_EXERCISE MATERIALS_.
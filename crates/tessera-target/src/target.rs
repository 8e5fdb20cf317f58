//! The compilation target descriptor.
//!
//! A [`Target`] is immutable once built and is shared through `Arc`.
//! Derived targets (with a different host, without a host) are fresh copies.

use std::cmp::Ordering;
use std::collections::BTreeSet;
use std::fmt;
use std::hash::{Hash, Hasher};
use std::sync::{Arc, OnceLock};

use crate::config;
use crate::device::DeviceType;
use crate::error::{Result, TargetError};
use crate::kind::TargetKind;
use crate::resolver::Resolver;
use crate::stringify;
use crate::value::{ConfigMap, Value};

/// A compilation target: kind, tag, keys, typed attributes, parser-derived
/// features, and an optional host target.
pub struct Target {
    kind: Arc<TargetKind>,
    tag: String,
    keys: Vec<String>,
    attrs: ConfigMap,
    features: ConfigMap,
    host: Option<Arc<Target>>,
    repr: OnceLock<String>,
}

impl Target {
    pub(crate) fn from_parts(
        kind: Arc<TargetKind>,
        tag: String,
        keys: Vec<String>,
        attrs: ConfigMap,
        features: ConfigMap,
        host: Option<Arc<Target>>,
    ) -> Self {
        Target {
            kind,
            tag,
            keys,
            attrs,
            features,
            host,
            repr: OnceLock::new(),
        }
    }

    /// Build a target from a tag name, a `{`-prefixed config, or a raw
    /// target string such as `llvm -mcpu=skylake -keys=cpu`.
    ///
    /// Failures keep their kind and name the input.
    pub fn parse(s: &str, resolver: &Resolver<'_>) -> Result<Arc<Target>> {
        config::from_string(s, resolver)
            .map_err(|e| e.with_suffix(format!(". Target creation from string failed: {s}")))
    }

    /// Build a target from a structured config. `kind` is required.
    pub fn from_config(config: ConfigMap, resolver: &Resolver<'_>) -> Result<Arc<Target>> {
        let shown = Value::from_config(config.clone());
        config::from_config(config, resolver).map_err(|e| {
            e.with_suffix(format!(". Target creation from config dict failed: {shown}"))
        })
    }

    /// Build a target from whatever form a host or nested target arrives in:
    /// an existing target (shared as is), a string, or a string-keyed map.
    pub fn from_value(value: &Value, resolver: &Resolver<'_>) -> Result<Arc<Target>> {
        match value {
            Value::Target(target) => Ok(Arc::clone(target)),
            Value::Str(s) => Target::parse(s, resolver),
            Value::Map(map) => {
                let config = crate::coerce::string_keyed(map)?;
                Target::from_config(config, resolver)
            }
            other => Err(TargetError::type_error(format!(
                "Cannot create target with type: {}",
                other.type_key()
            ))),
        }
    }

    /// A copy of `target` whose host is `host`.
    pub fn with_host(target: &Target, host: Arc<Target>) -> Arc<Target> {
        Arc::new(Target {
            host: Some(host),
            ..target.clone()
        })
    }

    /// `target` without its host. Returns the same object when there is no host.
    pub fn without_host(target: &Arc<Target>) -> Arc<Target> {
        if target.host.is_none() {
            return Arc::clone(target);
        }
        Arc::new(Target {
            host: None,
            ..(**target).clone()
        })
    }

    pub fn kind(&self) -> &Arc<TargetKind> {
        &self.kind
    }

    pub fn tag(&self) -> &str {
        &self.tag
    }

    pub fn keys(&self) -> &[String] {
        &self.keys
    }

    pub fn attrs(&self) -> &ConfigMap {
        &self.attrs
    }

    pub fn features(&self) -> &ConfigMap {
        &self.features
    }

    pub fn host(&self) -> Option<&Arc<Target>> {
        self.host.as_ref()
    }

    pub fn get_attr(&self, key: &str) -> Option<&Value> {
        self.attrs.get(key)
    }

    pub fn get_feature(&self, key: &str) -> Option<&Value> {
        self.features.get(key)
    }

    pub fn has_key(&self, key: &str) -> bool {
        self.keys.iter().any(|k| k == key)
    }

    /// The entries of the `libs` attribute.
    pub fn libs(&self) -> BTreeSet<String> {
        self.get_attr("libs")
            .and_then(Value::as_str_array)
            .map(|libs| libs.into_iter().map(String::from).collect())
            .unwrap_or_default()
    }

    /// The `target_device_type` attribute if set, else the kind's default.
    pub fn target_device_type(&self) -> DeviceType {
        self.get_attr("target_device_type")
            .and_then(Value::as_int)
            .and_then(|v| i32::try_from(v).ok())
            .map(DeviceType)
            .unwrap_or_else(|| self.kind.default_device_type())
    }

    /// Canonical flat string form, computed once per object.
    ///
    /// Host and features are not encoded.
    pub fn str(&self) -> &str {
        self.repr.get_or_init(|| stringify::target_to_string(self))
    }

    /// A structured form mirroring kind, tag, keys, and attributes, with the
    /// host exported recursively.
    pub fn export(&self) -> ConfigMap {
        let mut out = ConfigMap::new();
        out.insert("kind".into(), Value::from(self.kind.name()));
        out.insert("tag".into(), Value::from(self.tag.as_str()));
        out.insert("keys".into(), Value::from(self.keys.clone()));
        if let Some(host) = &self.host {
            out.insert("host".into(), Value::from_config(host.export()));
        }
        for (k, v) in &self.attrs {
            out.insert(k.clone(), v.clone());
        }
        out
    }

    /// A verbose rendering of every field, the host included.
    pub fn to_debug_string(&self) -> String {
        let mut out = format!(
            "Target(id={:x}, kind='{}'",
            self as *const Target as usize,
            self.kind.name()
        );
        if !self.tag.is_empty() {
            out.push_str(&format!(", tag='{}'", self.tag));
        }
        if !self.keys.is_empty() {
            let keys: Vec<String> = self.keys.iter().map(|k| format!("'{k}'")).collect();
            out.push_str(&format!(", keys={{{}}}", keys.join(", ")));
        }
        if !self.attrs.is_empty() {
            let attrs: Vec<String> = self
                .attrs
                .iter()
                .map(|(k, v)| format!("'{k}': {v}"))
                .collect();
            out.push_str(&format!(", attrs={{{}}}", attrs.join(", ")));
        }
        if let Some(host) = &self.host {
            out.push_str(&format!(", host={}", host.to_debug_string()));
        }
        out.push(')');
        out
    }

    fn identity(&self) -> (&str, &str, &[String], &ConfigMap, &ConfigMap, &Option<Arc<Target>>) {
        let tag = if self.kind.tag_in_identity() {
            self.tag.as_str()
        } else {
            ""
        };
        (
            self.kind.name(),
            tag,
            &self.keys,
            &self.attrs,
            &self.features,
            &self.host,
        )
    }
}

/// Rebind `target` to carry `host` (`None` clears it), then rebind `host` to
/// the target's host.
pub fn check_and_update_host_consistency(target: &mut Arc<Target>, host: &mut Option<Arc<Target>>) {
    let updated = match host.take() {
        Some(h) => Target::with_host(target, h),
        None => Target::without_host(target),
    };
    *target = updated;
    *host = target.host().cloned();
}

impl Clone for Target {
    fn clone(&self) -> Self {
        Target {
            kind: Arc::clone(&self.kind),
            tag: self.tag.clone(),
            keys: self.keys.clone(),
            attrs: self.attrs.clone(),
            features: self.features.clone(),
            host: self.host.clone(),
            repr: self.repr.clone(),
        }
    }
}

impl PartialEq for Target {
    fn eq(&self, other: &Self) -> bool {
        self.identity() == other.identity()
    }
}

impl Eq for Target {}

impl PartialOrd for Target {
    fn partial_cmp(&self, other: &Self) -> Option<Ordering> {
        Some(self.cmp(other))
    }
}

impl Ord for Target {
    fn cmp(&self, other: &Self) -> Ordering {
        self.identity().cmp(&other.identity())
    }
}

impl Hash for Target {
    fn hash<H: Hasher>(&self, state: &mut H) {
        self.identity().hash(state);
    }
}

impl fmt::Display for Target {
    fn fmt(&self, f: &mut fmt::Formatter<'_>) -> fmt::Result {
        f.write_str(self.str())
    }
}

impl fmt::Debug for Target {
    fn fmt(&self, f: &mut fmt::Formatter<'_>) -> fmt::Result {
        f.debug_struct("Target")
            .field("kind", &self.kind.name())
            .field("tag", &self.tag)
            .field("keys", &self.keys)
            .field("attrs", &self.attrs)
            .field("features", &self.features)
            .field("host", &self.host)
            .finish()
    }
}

_PROBLEM REQUIREMENTS_.
Across the material, how many lines contain "Hasher"? The reply must be that number and nothing else.

_EXERCISE ANSWER_.
2